• **RECORDS FOR THE EXERCISE**:
//! The arithmetic intermediate representation: terms are sums, products,
//! subtractions, constants and column accesses; constraints are the
//! primitive vanishing/range/lookup/permutation/interleaving forms plus
//! non-prover assertions.

use std::collections::HashMap;

use airlift_mir::{
    Assignment, Domain, Handle, Logical, Module, ModuleId, Register, RegisterId, RegisterWidths,
    ValueRange,
};
use p3_field::{Field, FieldAlgebra, PrimeField};

use airlift_mir::field;

/// A read of a column at `current + shift`, optionally masked to its low
/// `mask` bits. Without a mask the read is bounded only by whatever range
/// constraints the schema imposes on the register.
#[derive(Copy, Clone, Debug, PartialEq, Eq, PartialOrd, Ord, Hash)]
pub struct ColumnAccess {
    pub register: RegisterId,
    pub shift: i32,
    pub mask: Option<usize>,
}

impl ColumnAccess {
    pub fn new(register: RegisterId) -> Self {
        Self {
            register,
            shift: 0,
            mask: None,
        }
    }

    pub fn at_shift(mut self, shift: i32) -> Self {
        self.shift = shift;
        self
    }

    pub fn masked(mut self, mask: usize) -> Self {
        self.mask = Some(mask);
        self
    }
}

/// AIR arithmetic: the only term forms the back end accepts.
#[derive(Clone, Debug, PartialEq, Eq, Hash)]
pub enum AirTerm<F> {
    Constant(F),
    Column(ColumnAccess),
    Sum(Vec<AirTerm<F>>),
    /// `terms[0] - terms[1] - ...`
    Sub(Vec<AirTerm<F>>),
    Product(Vec<AirTerm<F>>),
}

impl<F: Field> AirTerm<F> {
    pub fn zero() -> Self {
        AirTerm::Constant(F::ZERO)
    }

    pub fn one() -> Self {
        AirTerm::Constant(F::ONE)
    }

    pub fn column(access: ColumnAccess) -> Self {
        AirTerm::Column(access)
    }

    pub fn sum(terms: Vec<AirTerm<F>>) -> Self {
        let mut flat = Vec::with_capacity(terms.len());
        let mut constant = F::ZERO;
        for term in terms {
            match term {
                AirTerm::Sum(inner) => {
                    for t in inner {
                        match t {
                            AirTerm::Constant(c) => constant += c,
                            other => flat.push(other),
                        }
                    }
                }
                AirTerm::Constant(c) => constant += c,
                other => flat.push(other),
            }
        }
        if constant != F::ZERO || flat.is_empty() {
            flat.push(AirTerm::Constant(constant));
        }
        if flat.len() == 1 {
            flat.pop().unwrap()
        } else {
            AirTerm::Sum(flat)
        }
    }

    pub fn sub(terms: Vec<AirTerm<F>>) -> Self {
        let mut iter = terms.into_iter();
        let head = match iter.next() {
            Some(head) => head,
            None => return AirTerm::zero(),
        };
        let mut tail = Vec::new();
        let mut constant = F::ZERO;
        for term in iter {
            match term {
                AirTerm::Constant(c) => constant += c,
                other => tail.push(other),
            }
        }
        match head {
            AirTerm::Constant(h) if tail.is_empty() => AirTerm::Constant(h - constant),
            head => {
                if constant != F::ZERO {
                    tail.push(AirTerm::Constant(constant));
                }
                if tail.is_empty() {
                    head
                } else {
                    let mut terms = vec![head];
                    terms.extend(tail);
                    AirTerm::Sub(terms)
                }
            }
        }
    }

    pub fn product(factors: Vec<AirTerm<F>>) -> Self {
        let mut flat = Vec::with_capacity(factors.len());
        let mut constant = F::ONE;
        for factor in factors {
            match factor {
                AirTerm::Product(inner) => {
                    for t in inner {
                        match t {
                            AirTerm::Constant(c) => constant *= c,
                            other => flat.push(other),
                        }
                    }
                }
                AirTerm::Constant(c) => constant *= c,
                other => flat.push(other),
            }
        }
        if constant == F::ZERO {
            return AirTerm::zero();
        }
        if constant != F::ONE || flat.is_empty() {
            flat.insert(0, AirTerm::Constant(constant));
        }
        if flat.len() == 1 {
            flat.pop().unwrap()
        } else {
            AirTerm::Product(flat)
        }
    }

    pub fn apply_shift(&self, shift: i32) -> Self {
        if shift == 0 {
            return self.clone();
        }
        match self {
            AirTerm::Constant(_) => self.clone(),
            AirTerm::Column(access) => AirTerm::Column(access.at_shift(access.shift + shift)),
            AirTerm::Sum(ts) => AirTerm::Sum(ts.iter().map(|t| t.apply_shift(shift)).collect()),
            AirTerm::Sub(ts) => AirTerm::Sub(ts.iter().map(|t| t.apply_shift(shift)).collect()),
            AirTerm::Product(ts) => {
                AirTerm::Product(ts.iter().map(|t| t.apply_shift(shift)).collect())
            }
        }
    }

    pub fn shift_range(&self) -> Option<(i32, i32)> {
        match self {
            AirTerm::Constant(_) => None,
            AirTerm::Column(access) => Some((access.shift, access.shift)),
            AirTerm::Sum(ts) | AirTerm::Sub(ts) | AirTerm::Product(ts) => ts
                .iter()
                .filter_map(AirTerm::shift_range)
                .reduce(|(a, b), (c, d)| (a.min(c), b.max(d))),
        }
    }

    pub fn registers_read(&self) -> Vec<RegisterId> {
        let mut out = Vec::new();
        self.collect_registers(&mut out);
        out
    }

    fn collect_registers(&self, out: &mut Vec<RegisterId>) {
        match self {
            AirTerm::Constant(_) => {}
            AirTerm::Column(access) => {
                if !out.contains(&access.register) {
                    out.push(access.register);
                }
            }
            AirTerm::Sum(ts) | AirTerm::Sub(ts) | AirTerm::Product(ts) => {
                for t in ts {
                    t.collect_registers(out);
                }
            }
        }
    }

    pub fn node_count(&self) -> usize {
        match self {
            AirTerm::Constant(_) | AirTerm::Column(_) => 1,
            AirTerm::Sum(ts) | AirTerm::Sub(ts) | AirTerm::Product(ts) => {
                1 + ts.iter().map(AirTerm::node_count).sum::<usize>()
            }
        }
    }
}

impl<F: PrimeField> AirTerm<F> {
    /// Interval of the term under the given (range-constraint derived)
    /// register widths.
    pub fn value_range(&self, widths: &impl RegisterWidths) -> ValueRange {
        match self {
            AirTerm::Constant(c) => ValueRange::exact(field::signed_canonical(c)),
            AirTerm::Column(access) => {
                let enforced = widths.width(access.register);
                match (enforced, access.mask) {
                    (Some(w), Some(m)) => ValueRange::bits(w.min(m)),
                    (Some(w), None) => ValueRange::bits(w),
                    (None, Some(m)) => ValueRange::bits(m),
                    (None, None) => ValueRange::UNBOUNDED,
                }
            }
            AirTerm::Sum(ts) => ts
                .iter()
                .map(|t| t.value_range(widths))
                .fold(ValueRange::exact(0.into()), |a, b| a.add(&b)),
            AirTerm::Sub(ts) => {
                let mut iter = ts.iter();
                let head = iter
                    .next()
                    .map(|t| t.value_range(widths))
                    .unwrap_or(ValueRange::exact(0.into()));
                iter.fold(head, |a, t| a.sub(&t.value_range(widths)))
            }
            AirTerm::Product(ts) => ts
                .iter()
                .map(|t| t.value_range(widths))
                .fold(ValueRange::exact(1.into()), |a, b| a.mul(&b)),
        }
    }
}

impl<F: Field> std::fmt::Display for AirTerm<F> {
    fn fmt(&self, f: &mut std::fmt::Formatter<'_>) -> std::fmt::Result {
        fn join<F: Field>(
            f: &mut std::fmt::Formatter<'_>,
            ts: &[AirTerm<F>],
            sep: &str,
        ) -> std::fmt::Result {
            for (i, t) in ts.iter().enumerate() {
                if i > 0 {
                    write!(f, "{sep}")?;
                }
                write!(f, "{t}")?;
            }
            Ok(())
        }
        match self {
            AirTerm::Constant(c) => write!(f, "{c}"),
            AirTerm::Column(a) => {
                write!(f, "c{}", a.register.0)?;
                if let Some(m) = a.mask {
                    write!(f, ":u{m}")?;
                }
                if a.shift != 0 {
                    write!(f, "@{:+}", a.shift)?;
                }
                Ok(())
            }
            AirTerm::Sum(ts) => {
                write!(f, "(")?;
                join(f, ts, " + ")?;
                write!(f, ")")
            }
            AirTerm::Sub(ts) => {
                write!(f, "(")?;
                join(f, ts, " - ")?;
                write!(f, ")")
            }
            AirTerm::Product(ts) => join(f, ts, " * "),
        }
    }
}

/// One side of an AIR lookup: plain columns, optionally selector-gated.
#[derive(Clone, Debug, PartialEq, Eq)]
pub struct AirColumnVector {
    pub module: ModuleId,
    pub selector: Option<ColumnAccess>,
    pub columns: Vec<ColumnAccess>,
}

#[derive(Clone, Debug, PartialEq, Eq)]
pub struct AirVanishing<F> {
    pub handle: Handle,
    pub module: ModuleId,
    pub domain: Domain,
    /// Must evaluate to 0.
    pub term: AirTerm<F>,
}

#[derive(Clone, Debug, PartialEq, Eq)]
pub struct AirRange {
    pub handle: Handle,
    pub module: ModuleId,
    pub access: ColumnAccess,
    pub bitwidth: usize,
}

#[derive(Clone, Debug, PartialEq, Eq)]
pub struct AirAssertion<F> {
    pub handle: Handle,
    pub module: ModuleId,
    pub domain: Domain,
    /// Assertions are never prover-enforced; the logical form survives.
    pub property: Logical<F>,
}

#[derive(Clone, Debug, PartialEq, Eq)]
pub struct AirLookup {
    pub handle: Handle,
    pub targets: Vec<AirColumnVector>,
    pub sources: Vec<AirColumnVector>,
}

#[derive(Clone, Debug, PartialEq, Eq)]
pub struct AirPermutation {
    pub handle: Handle,
    pub module: ModuleId,
    pub targets: Vec<RegisterId>,
    pub sources: Vec<RegisterId>,
}

#[derive(Clone, Debug, PartialEq, Eq)]
pub struct AirInterleaving {
    pub handle: Handle,
    pub target_module: ModuleId,
    pub source_module: ModuleId,
    pub target: Vec<ColumnAccess>,
    pub sources: Vec<Vec<ColumnAccess>>,
}

#[derive(Clone, Debug, PartialEq, Eq)]
pub enum AirConstraint<F> {
    Vanishing(AirVanishing<F>),
    Assertion(AirAssertion<F>),
    Range(AirRange),
    Lookup(AirLookup),
    Permutation(AirPermutation),
    Interleaving(AirInterleaving),
}

impl<F> AirConstraint<F> {
    pub fn handle(&self) -> &Handle {
        match self {
            AirConstraint::Vanishing(c) => &c.handle,
            AirConstraint::Assertion(c) => &c.handle,
            AirConstraint::Range(c) => &c.handle,
            AirConstraint::Lookup(c) => &c.handle,
            AirConstraint::Permutation(c) => &c.handle,
            AirConstraint::Interleaving(c) => &c.handle,
        }
    }
}

/// An AIR module: the register table (source registers plus the computed
/// columns the gadgets introduced), the trace-expansion assignments, and the
/// primitive constraints.
#[derive(Clone, Debug)]
pub struct AirModule<F> {
    pub name: String,
    registers: Vec<Register>,
    pub assignments: Vec<Assignment<F>>,
    pub constraints: Vec<AirConstraint<F>>,
    pub allow_padding: bool,
    pub is_public: bool,
    pub is_synthetic: bool,
    pub length_keys: Vec<String>,
}

impl<F: Field> AirModule<F> {
    pub fn from_module(module: &Module<F>) -> Self {
        Self {
            name: module.name.clone(),
            registers: module.registers().to_vec(),
            assignments: module.assignments.clone(),
            constraints: Vec::new(),
            allow_padding: module.allow_padding,
            is_public: module.is_public,
            is_synthetic: module.is_synthetic,
            length_keys: module.length_keys.clone(),
        }
    }

    pub fn add_register(&mut self, register: Register) -> RegisterId {
        let id = RegisterId(self.registers.len());
        self.registers.push(register);
        id
    }

    pub fn register(&self, id: RegisterId) -> &Register {
        &self.registers[id.0]
    }

    pub fn registers(&self) -> &[Register] {
        &self.registers
    }

    pub fn num_registers(&self) -> usize {
        self.registers.len()
    }
}

#[derive(Clone, Debug, Default)]
pub struct AirSchema<F> {
    modules: Vec<AirModule<F>>,
}

impl<F: Field> AirSchema<F> {
    pub fn new() -> Self {
        Self {
            modules: Vec::new(),
        }
    }

    pub fn add_module(&mut self, module: AirModule<F>) -> ModuleId {
        let id = ModuleId(self.modules.len());
        self.modules.push(module);
        id
    }

    pub fn module(&self, id: ModuleId) -> &AirModule<F> {
        &self.modules[id.0]
    }

    pub fn module_mut(&mut self, id: ModuleId) -> &mut AirModule<F> {
        &mut self.modules[id.0]
    }

    pub fn modules(&self) -> &[AirModule<F>] {
        &self.modules
    }
}

/// Register widths as enforced by range constraints: a register with no
/// range constraint is unbounded at the AIR layer, whatever its declared
/// width says.
#[derive(Clone, Debug, Default)]
pub struct EnforcedWidths {
    widths: HashMap<RegisterId, usize>,
}

impl EnforcedWidths {
    pub fn new() -> Self {
        Self::default()
    }

    /// Records one range constraint's bound. A register bounded twice is a
    /// duplicate range constraint.
    pub fn record(&mut self, register: RegisterId, bitwidth: usize) {
        let previous = self.widths.insert(register, bitwidth);
        assert!(
            previous.is_none(),
            "duplicate range constraint detected"
        );
    }

    /// Widens the table with a width known by construction (computed gadget
    /// columns).
    pub fn record_computed(&mut self, register: RegisterId, bitwidth: usize) {
        self.widths.insert(register, bitwidth);
    }
}

impl RegisterWidths for EnforcedWidths {
    fn width(&self, register: RegisterId) -> Option<usize> {
        self.widths.get(&register).copied()
    }
}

• **WHAT THE TASK REQUIRES**: Please make an exact copy of the lines above from the line with "back end accepts." through the line with "pub fn zero()", both ends included.

• **RESPONSE**:
/// AIR arithmetic: the only term forms the back end accepts.
#[derive(Clone, Debug, PartialEq, Eq, Hash)]
pub enum AirTerm<F> {
    Constant(F),
    Column(ColumnAccess),
    Sum(Vec<AirTerm<F>>),
    /// `terms[0] - terms[1] - ...`
    Sub(Vec<AirTerm<F>>),
    Product(Vec<AirTerm<F>>),
}

impl<F: Field> AirTerm<F> {
    pub fn zero() -> Self {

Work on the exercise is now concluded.